The window remains open for parcel shippers to secure lower rates in 2025, although shifting carrier strategies and growing surcharges could limit the potential for savings, experts told Supply Chain Dive.
FedEx, UPS and other carriers have deployed aggressive shipping discounts for more than a year to secure volume in a soft demand environment. Even recent price increases haven't fully countered that behavior, with ground delivery costs projected to fall slightly year over year in Q1, according to the TD Cowen/AFS Freight Index.
UPS started the widespread discounting push in 2023 to lure back shippers who, fearing a strike at the delivery giant, had diverted their packages to other carriers, said Thomas Andersen, partner and EVP of supply chain services at LJM Group.
"What we saw was maybe a 15% jump in pricing flexibility a year and a half ago," Andersen said. "The pullback might only be 2, 3, 4, 5%. It's definitely not back at the level that it was before then."
While pricing flexibility for shippers remains strong, Andersen and other experts don't expect 2025 prices to be as alluring as last year. For one thing, packages on both ends of the weight spectrum are experiencing pricing pressure.
For example, changes to sub-pound rates at the U.S. Postal Service are cascading into higher costs for services that have historically relied on the agency for final-mile delivery. This means the era of generous rates for lightweight e-commerce packages "is coming to an end," said Steven Bergan, president of parcel carrier GLS US.
"If you're shipping sub-one pound, or even sub-three pounds, you know you're probably taking increases this year because that floor just came up too far," Bergan said. "So it's going to create a different world."

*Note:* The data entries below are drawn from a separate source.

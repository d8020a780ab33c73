//! Type Registry - content-type tags to target shapes, plus inline renderers.
//!
//! Populated once while configuring the engine and read-only afterwards.
//! Every mapping is last-write-wins per key: re-registering a tag replaces its
//! shape, re-registering a shape under another tag replaces its tag.

use std::any::{type_name, Any, TypeId};
use std::collections::HashMap;
use std::fmt;
use std::sync::Arc;
use tracing::debug;

use crate::error::{DeliveryError, Result};
use crate::model::{ClosureView, ContentItem};
use crate::projection::{ContentShape, Projector};

type ConvertFn =
    fn(&Projector<'_>, &ContentItem, &ClosureView<'_>) -> Result<Box<dyn Any + Send + Sync>>;

/// Renders a converted instance (passed type-erased) to an inline fragment.
pub type InlineResolverFn = Arc<dyn Fn(&dyn Any) -> Option<String> + Send + Sync>;

/// Renders a native item to an inline fragment.
pub type DefaultInlineResolverFn = Arc<dyn Fn(&ContentItem) -> String + Send + Sync>;

fn convert_boxed<T: ContentShape>(
    projector: &Projector<'_>,
    item: &ContentItem,
    view: &ClosureView<'_>,
) -> Result<Box<dyn Any + Send + Sync>> {
    Ok(Box::new(projector.convert::<T>(item, view)?))
}

/// Runtime handle on a [`ContentShape`] type.
#[derive(Clone, Copy)]
pub struct ShapeDescriptor {
    type_id: TypeId,
    type_name: &'static str,
    declared_tag: Option<&'static str>,
    convert: ConvertFn,
}

impl ShapeDescriptor {
    pub fn of<T: ContentShape>() -> Self {
        Self {
            type_id: TypeId::of::<T>(),
            type_name: type_name::<T>(),
            declared_tag: T::content_type(),
            convert: convert_boxed::<T>,
        }
    }

    pub fn type_id(&self) -> TypeId {
        self.type_id
    }

    pub fn type_name(&self) -> &'static str {
        self.type_name
    }

    /// Tag the shape declares for itself.
    pub fn declared_tag(&self) -> Option<&'static str> {
        self.declared_tag
    }

    pub(crate) fn convert(
        &self,
        projector: &Projector<'_>,
        item: &ContentItem,
        view: &ClosureView<'_>,
    ) -> Result<Box<dyn Any + Send + Sync>> {
        (self.convert)(projector, item, view)
    }
}

impl PartialEq for ShapeDescriptor {
    fn eq(&self, other: &Self) -> bool {
        self.type_id == other.type_id
    }
}

impl Eq for ShapeDescriptor {}

impl fmt::Debug for ShapeDescriptor {
    fn fmt(&self, f: &mut fmt::Formatter<'_>) -> fmt::Result {
        f.debug_struct("ShapeDescriptor")
            .field("type_name", &self.type_name)
            .field("declared_tag", &self.declared_tag)
            .finish()
    }
}

/// Bidirectional tag/shape mapping and per-shape inline resolvers.
#[derive(Clone, Default)]
pub struct TypeRegistry {
    shapes_by_tag: HashMap<String, ShapeDescriptor>,
    tags_by_shape: HashMap<TypeId, String>,
    inline_resolvers: HashMap<TypeId, InlineResolverFn>,
    default_inline_resolver: Option<DefaultInlineResolverFn>,
}

impl TypeRegistry {
    pub fn new() -> Self {
        Self::default()
    }

    /// Map `tag` to shape `T`.
    pub fn register_type<T: ContentShape>(&mut self, tag: impl Into<String>) {
        let tag = tag.into();
        let shape = ShapeDescriptor::of::<T>();
        debug!(tag = %tag, shape = shape.type_name(), "Registering content type");
        self.tags_by_shape.insert(shape.type_id, tag.clone());
        self.shapes_by_tag.insert(tag, shape);
    }

    /// Map shape `T` under the tag it declares.
    pub fn register<T: ContentShape>(&mut self) -> Result<()> {
        match T::content_type() {
            Some(tag) => {
                self.register_type::<T>(tag);
                Ok(())
            }
            None => Err(DeliveryError::MissingContentType {
                shape: type_name::<T>(),
            }),
        }
    }

    pub fn shape_for(&self, tag: &str) -> Option<&ShapeDescriptor> {
        self.shapes_by_tag.get(tag)
    }

    pub fn tag_for<T: 'static>(&self) -> Option<&str> {
        self.tags_by_shape.get(&TypeId::of::<T>()).map(String::as_str)
    }

    pub fn tag_for_shape(&self, shape: &ShapeDescriptor) -> Option<&str> {
        self.tags_by_shape.get(&shape.type_id).map(String::as_str)
    }

    /// Render instances of shape `T` with `resolver` when they are embedded
    /// in rich text. One resolver per shape.
    pub fn register_inline_resolver<T, F>(&mut self, resolver: F)
    where
        T: ContentShape,
        F: Fn(&T) -> String + Send + Sync + 'static,
    {
        debug!(shape = type_name::<T>(), "Registering inline resolver");
        let erased: InlineResolverFn =
            Arc::new(move |value: &dyn Any| value.downcast_ref::<T>().map(&resolver));
        self.inline_resolvers.insert(TypeId::of::<T>(), erased);
    }

    /// Fallback renderer over native items.
    pub fn register_default_inline_resolver<F>(&mut self, resolver: F)
    where
        F: Fn(&ContentItem) -> String + Send + Sync + 'static,
    {
        debug!("Registering default inline resolver");
        self.default_inline_resolver = Some(Arc::new(resolver));
    }

    pub fn inline_resolver_for(&self, shape: &ShapeDescriptor) -> Option<&InlineResolverFn> {
        self.inline_resolvers.get(&shape.type_id)
    }

    pub fn default_inline_resolver(&self) -> Option<&DefaultInlineResolverFn> {
        self.default_inline_resolver.as_ref()
    }

    /// Registered tags and their shapes, sorted by tag.
    pub fn registered_types(&self) -> Vec<(&str, ShapeDescriptor)> {
        let mut types: Vec<_> = self
            .shapes_by_tag
            .iter()
            .map(|(tag, shape)| (tag.as_str(), *shape))
            .collect();
        types.sort_by(|a, b| a.0.cmp(b.0));
        types
    }
}

impl fmt::Debug for TypeRegistry {
    fn fmt(&self, f: &mut fmt::Formatter<'_>) -> fmt::Result {
        f.debug_struct("TypeRegistry")
            .field("types", &self.registered_types())
            .field("inline_resolvers", &self.inline_resolvers.len())
            .field("default_inline_resolver", &self.default_inline_resolver.is_some())
            .finish()
    }
}

#[cfg(test)]
mod tests {
    use super::*;
    use crate::projection::FieldBinding;

    #[derive(Debug, Default)]
    struct Article {
        title: String,
    }

    impl ContentShape for Article {
        fn content_type() -> Option<&'static str> {
            Some("article")
        }

        fn bindings() -> &'static [FieldBinding<Self>] {
            static BINDINGS: std::sync::LazyLock<Vec<FieldBinding<Article>>> =
                std::sync::LazyLock::new(|| {
                    vec![FieldBinding::<Article>::element::<String>("title", |s, v| {
                        s.title = v
                    })]
                });
            &BINDINGS
        }
    }

    #[derive(Debug, Default)]
    struct Untagged;

    impl ContentShape for Untagged {
        fn bindings() -> &'static [FieldBinding<Self>] {
            &[]
        }
    }

    #[test]
    fn test_register_uses_declared_tag() {
        let mut registry = TypeRegistry::new();
        registry.register::<Article>().unwrap();
        assert_eq!(registry.tag_for::<Article>(), Some("article"));
        assert_eq!(
            registry.shape_for("article"),
            Some(&ShapeDescriptor::of::<Article>())
        );
    }

    #[test]
    fn test_register_without_tag_fails() {
        let mut registry = TypeRegistry::new();
        let err = registry.register::<Untagged>().unwrap_err();
        assert_eq!(err.code(), "MISSING_CONTENT_TYPE");
        assert!(registry.registered_types().is_empty());
    }

    #[test]
    fn test_last_write_wins_per_key() {
        let mut registry = TypeRegistry::new();
        registry.register_type::<Article>("article");
        registry.register_type::<Untagged>("article");
        assert_eq!(
            registry.shape_for("article"),
            Some(&ShapeDescriptor::of::<Untagged>())
        );

        registry.register_type::<Article>("blog_post");
        assert_eq!(registry.tag_for::<Article>(), Some("blog_post"));
        let tags: Vec<_> = registry.registered_types().iter().map(|(t, _)| *t).collect();
        assert_eq!(tags, vec!["article", "blog_post"]);
    }

    #[test]
    fn test_inline_resolver_receives_typed_instance() {
        let mut registry = TypeRegistry::new();
        registry.register_inline_resolver::<Article, _>(|a| format!("<h1>{}</h1>", a.title));
        registry.register_inline_resolver::<Article, _>(|a| format!("<h2>{}</h2>", a.title));

        let resolver = registry
            .inline_resolver_for(&ShapeDescriptor::of::<Article>())
            .unwrap();
        let article = Article {
            title: "Roasting".into(),
        };
        assert_eq!(
            resolver(&article as &dyn Any),
            Some("<h2>Roasting</h2>".to_string())
        );
        assert_eq!(resolver(&Untagged as &dyn Any), None);
        assert!(registry
            .inline_resolver_for(&ShapeDescriptor::of::<Untagged>())
            .is_none());
    }
}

Shippers with packages weighing between five and 10 pounds are more likely to find highly competitive rates this year, according to Bergan, as carriers seek more profitable deliveries in a period of low demand. Package consolidators DHL eCommerce and OSM Worldwide have expressed interest in handling packages up to 10 pounds this year, a shift from their typical lightweight focus, due to Postal Service changes.
"What we saw was maybe a 15% jump in pricing flexibility a year and a half ago."
Thomas Andersen
Partner and EVP of supply chain services, LJM Group
Packages in heavier weight classes tend to have more limited delivery options — and larger fees attached to them. FedEx and UPS continue to institute sharp fee increases for bulky shipments that are difficult to move efficiently through their networks. In some cases, added fees can exceed spending on base rates for heavy package shippers, said Kenneth Moyer, partner and VP of supply chain strategies at LJM Group.
Large item surcharges have added to a growing roster of fees for shippers in recent years while increasing per-package revenues for carriers like FedEx and UPS.
FedEx is being "disciplined in getting the surcharges" such as peak season and bulky package fees amid the competitive pricing environment, EVP and Chief Customer Officer Brie Carere said on a December earnings call. The company is also benefiting from surcharges for deliveries made in rural areas, even if shippers can use other carriers in those scenarios.
"The last 3% or 4% of their volume, they don't want to have to use a different provider, and so we're really being disciplined on getting those surcharges," Carere said. "They are contributing, but the base rate is really pressured because of the economy."
UPS executives could provide further insight into the parcel pricing environment on the company’s earnings call Thursday. The delivery giant's approach on pricing influences how FedEx and other carriers handle rate negotiations, experts told Supply Chain Dive.
If the company's Q4 results show continued growth, Moyer foresees a tougher pricing environment for shippers in the near term. On the other hand, if UPS posts underwhelming results, Moyer expects aggressive discounting to persist.
Amid the uncertain environment, companies should keep an eye on how their package shipping needs evolve over time — such as when selling heavier products or items that need to be delivered quickly — and negotiate terms that are most favorable for their particular portfolios, Moyer said.
Mark Kolde, VP of logistics engineering at logistics software provider Sifted, echoed that sentiment. He noted that with more than 150 negotiable elements in any given contract, shippers need to be "very surgical" in how they approach contract negotiations with carriers.
"You've got to really know your data and the impact, so you know where to hit, and then be able to know how far you can push," Kolde said.